*What this task involves*
Return the lines below that contain the word "file".

___ Given data

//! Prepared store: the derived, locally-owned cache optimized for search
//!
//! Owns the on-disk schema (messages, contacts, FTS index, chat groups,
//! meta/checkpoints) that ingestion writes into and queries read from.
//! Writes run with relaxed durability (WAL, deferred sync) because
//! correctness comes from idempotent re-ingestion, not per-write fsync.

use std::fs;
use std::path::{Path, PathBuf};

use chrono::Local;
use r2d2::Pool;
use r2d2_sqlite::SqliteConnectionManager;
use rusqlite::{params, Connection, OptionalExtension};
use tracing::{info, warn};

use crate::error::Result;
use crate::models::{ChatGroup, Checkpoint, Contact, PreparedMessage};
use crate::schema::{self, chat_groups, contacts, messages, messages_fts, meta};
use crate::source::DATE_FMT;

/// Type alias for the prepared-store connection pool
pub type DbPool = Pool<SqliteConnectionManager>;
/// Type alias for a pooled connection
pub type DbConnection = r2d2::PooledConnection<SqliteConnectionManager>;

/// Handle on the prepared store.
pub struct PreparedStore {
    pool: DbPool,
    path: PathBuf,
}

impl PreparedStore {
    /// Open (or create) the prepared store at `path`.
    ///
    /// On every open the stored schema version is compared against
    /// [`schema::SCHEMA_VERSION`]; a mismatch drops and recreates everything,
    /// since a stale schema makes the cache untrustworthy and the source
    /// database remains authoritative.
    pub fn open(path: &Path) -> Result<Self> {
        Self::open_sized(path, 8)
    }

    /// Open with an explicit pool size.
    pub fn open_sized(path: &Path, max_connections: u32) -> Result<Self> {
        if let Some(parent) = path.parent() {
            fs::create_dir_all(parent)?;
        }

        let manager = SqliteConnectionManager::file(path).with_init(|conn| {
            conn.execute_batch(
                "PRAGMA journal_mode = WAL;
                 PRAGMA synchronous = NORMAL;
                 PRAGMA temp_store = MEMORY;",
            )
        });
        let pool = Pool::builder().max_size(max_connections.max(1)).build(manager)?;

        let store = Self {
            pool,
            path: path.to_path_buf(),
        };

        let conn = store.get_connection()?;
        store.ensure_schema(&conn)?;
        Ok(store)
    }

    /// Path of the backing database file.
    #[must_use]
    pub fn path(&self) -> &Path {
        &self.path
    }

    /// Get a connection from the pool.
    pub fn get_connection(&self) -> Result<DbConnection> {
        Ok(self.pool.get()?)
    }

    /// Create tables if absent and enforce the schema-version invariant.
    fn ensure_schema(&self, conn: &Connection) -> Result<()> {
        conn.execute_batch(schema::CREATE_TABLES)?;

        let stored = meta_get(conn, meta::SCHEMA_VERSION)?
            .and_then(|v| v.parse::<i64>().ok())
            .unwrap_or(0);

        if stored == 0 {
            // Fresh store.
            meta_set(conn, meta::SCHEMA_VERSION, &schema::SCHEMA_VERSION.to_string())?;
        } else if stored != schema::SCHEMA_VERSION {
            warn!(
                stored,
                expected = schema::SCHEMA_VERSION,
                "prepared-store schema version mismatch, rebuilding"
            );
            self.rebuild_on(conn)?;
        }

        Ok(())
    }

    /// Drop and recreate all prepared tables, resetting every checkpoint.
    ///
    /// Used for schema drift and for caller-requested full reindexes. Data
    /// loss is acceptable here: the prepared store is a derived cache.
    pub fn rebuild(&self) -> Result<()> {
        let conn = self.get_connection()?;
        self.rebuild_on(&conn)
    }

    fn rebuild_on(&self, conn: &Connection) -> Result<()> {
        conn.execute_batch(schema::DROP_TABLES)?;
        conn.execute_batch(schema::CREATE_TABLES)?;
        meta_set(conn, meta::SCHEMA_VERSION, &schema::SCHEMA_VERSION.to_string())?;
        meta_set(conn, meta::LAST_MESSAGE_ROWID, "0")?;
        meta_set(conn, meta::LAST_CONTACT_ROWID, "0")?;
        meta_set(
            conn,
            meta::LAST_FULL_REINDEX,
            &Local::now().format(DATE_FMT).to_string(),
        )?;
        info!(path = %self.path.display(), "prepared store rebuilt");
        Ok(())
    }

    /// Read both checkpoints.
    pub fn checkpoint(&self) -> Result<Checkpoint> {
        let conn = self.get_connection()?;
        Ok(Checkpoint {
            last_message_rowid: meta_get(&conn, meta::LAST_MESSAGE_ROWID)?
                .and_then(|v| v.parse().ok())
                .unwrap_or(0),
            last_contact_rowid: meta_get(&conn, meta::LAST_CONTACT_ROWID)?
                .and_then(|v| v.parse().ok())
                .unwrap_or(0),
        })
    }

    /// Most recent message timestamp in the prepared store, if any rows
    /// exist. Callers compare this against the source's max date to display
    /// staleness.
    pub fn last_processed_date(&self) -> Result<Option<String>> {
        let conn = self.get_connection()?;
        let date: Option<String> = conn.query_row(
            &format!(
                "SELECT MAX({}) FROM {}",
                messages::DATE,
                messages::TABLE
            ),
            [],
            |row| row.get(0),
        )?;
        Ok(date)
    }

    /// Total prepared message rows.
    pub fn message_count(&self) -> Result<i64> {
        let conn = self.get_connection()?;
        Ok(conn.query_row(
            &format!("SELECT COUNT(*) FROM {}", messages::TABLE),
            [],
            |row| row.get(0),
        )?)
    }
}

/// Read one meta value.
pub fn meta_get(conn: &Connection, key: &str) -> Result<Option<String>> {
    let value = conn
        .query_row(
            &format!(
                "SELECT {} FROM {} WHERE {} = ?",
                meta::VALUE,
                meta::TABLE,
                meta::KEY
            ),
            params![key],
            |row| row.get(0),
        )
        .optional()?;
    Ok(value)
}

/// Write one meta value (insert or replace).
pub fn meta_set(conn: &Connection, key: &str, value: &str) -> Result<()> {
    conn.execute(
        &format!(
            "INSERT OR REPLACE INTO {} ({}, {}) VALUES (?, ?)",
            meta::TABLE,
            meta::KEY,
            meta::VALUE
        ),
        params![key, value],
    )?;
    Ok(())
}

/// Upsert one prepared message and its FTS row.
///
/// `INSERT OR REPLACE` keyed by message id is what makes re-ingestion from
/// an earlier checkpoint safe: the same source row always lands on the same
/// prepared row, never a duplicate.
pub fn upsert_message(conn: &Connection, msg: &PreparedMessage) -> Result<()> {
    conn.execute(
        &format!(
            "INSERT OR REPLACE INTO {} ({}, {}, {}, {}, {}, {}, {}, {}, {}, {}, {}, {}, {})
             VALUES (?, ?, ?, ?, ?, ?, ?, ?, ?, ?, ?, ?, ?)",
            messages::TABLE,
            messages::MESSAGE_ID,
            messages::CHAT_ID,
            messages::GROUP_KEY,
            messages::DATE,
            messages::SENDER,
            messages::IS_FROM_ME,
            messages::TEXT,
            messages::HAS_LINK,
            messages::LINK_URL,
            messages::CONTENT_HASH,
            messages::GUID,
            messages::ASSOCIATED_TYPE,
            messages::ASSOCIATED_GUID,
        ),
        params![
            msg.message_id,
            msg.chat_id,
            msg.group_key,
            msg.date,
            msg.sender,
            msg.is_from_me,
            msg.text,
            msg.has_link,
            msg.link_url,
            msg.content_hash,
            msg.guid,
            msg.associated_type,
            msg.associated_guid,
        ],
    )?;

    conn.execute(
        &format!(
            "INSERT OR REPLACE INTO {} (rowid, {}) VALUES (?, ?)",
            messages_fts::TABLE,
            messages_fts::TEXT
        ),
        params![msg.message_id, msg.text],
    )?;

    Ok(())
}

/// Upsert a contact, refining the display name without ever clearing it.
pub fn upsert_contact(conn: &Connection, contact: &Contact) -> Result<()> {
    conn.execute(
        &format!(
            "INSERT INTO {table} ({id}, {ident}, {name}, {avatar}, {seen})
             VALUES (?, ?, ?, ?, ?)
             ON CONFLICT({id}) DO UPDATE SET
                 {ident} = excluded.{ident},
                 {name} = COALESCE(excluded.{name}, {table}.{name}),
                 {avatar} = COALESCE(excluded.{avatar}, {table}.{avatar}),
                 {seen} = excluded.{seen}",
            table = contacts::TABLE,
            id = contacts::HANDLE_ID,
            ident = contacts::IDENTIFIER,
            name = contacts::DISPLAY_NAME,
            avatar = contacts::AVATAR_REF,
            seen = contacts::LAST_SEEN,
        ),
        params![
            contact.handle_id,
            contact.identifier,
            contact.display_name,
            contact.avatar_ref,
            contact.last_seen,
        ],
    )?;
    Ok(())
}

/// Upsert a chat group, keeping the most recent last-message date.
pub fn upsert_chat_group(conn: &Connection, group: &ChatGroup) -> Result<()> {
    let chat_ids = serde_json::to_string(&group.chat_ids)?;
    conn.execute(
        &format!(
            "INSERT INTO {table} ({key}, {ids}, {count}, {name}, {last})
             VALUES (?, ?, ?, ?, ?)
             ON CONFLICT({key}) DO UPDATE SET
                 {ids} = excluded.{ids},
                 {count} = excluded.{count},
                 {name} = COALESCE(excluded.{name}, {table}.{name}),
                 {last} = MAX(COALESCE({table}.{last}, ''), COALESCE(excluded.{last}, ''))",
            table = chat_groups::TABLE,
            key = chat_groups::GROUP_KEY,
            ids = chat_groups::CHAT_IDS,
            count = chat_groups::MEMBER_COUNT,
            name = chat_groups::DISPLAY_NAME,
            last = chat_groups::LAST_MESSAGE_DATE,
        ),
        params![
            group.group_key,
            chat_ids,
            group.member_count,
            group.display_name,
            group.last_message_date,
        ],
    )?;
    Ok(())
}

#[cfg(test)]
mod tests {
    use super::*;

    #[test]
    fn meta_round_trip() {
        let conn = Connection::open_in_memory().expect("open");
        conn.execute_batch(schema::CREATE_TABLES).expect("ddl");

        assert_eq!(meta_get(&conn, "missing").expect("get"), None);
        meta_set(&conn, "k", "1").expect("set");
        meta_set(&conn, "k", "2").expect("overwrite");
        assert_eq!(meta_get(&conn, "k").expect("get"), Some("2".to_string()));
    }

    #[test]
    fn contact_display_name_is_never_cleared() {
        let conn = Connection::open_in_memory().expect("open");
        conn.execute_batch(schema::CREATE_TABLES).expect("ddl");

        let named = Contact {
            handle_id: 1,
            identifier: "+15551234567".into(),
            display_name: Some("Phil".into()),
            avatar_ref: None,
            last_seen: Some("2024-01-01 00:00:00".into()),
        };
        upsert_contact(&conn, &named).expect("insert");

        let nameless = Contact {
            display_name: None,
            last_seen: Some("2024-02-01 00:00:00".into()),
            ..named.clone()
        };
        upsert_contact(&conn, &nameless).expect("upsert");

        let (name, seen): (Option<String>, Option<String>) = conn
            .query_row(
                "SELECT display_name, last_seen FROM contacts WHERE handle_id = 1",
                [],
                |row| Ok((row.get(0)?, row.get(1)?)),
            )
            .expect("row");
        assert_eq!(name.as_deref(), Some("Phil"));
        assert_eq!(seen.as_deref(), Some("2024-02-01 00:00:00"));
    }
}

______

*Answer below*
        let manager = SqliteConnectionManager::file(path).with_init(|conn| {
    /// Path of the backing database file.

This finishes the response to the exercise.